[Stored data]

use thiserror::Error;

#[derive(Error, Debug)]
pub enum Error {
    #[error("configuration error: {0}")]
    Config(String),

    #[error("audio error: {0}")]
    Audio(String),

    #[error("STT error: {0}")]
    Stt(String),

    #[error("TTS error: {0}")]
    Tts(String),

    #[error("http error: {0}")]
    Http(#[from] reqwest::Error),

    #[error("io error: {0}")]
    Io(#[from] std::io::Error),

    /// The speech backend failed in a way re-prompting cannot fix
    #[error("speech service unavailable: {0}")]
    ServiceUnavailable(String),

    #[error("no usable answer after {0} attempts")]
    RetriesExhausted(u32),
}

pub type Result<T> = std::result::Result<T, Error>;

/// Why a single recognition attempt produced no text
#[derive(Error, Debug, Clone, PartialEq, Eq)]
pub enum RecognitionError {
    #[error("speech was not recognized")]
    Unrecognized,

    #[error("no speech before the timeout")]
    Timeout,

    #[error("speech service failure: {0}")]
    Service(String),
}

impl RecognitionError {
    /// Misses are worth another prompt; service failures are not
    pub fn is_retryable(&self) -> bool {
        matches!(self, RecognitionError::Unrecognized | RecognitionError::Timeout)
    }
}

--

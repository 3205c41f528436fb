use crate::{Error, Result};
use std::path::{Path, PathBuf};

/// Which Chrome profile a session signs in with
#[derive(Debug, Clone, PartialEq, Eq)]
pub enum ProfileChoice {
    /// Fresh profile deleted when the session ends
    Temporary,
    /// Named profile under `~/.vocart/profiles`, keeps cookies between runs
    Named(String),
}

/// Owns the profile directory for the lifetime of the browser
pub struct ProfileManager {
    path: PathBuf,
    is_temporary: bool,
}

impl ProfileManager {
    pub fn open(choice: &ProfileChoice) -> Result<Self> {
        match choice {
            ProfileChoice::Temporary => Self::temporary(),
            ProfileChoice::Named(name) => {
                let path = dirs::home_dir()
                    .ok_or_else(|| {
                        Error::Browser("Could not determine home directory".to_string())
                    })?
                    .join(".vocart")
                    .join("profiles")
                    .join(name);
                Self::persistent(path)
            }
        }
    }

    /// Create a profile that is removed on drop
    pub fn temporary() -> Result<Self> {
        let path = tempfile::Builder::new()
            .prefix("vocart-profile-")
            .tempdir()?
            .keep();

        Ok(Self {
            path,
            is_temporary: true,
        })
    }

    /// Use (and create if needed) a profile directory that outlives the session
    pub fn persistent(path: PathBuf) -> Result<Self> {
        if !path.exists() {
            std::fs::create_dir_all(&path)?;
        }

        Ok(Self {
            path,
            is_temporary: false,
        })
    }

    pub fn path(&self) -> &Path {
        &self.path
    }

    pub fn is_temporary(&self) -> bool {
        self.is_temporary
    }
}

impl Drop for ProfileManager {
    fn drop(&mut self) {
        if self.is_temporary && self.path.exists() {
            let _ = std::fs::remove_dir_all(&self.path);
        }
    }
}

==

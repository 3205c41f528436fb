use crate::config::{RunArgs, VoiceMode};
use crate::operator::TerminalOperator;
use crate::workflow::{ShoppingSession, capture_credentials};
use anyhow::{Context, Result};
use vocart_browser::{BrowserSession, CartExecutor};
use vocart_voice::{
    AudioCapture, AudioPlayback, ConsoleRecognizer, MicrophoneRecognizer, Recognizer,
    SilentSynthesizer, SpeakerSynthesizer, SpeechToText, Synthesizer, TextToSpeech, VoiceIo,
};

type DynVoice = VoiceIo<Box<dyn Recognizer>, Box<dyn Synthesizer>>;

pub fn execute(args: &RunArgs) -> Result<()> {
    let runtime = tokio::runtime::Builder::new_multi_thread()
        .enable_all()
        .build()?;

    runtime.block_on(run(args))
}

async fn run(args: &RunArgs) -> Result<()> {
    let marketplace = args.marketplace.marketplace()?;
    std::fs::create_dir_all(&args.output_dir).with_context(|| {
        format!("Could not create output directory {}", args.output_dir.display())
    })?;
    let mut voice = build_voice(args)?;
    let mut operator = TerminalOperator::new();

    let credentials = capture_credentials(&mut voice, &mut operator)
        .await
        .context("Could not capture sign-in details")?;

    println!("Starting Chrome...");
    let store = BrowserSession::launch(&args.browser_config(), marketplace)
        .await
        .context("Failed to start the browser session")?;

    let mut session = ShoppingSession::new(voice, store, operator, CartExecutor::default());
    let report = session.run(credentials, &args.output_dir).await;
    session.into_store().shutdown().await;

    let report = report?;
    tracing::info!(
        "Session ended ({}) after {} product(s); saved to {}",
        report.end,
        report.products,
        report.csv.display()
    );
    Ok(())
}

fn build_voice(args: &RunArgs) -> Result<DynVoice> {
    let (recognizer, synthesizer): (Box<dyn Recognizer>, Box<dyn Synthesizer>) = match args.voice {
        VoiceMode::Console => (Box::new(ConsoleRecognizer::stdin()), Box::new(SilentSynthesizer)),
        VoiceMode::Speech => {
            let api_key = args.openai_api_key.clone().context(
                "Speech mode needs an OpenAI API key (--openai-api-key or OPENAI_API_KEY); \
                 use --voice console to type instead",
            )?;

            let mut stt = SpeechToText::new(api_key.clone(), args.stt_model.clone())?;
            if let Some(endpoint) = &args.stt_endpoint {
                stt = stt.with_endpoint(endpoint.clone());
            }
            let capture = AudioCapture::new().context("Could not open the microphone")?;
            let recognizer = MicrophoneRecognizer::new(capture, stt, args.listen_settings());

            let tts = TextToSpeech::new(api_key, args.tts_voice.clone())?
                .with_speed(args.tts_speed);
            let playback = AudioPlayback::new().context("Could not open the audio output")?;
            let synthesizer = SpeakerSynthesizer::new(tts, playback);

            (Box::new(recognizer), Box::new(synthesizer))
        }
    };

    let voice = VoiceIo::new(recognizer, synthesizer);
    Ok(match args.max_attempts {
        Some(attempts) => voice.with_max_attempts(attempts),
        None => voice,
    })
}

## EXERCISE DIRECTIONS:
Out of the records above, pull the lines that include the word "ShoppingSession".

## EXERCISE ANSWER:
use crate::workflow::{ShoppingSession, capture_credentials};
    let mut session = ShoppingSession::new(voice, store, operator, CartExecutor::default());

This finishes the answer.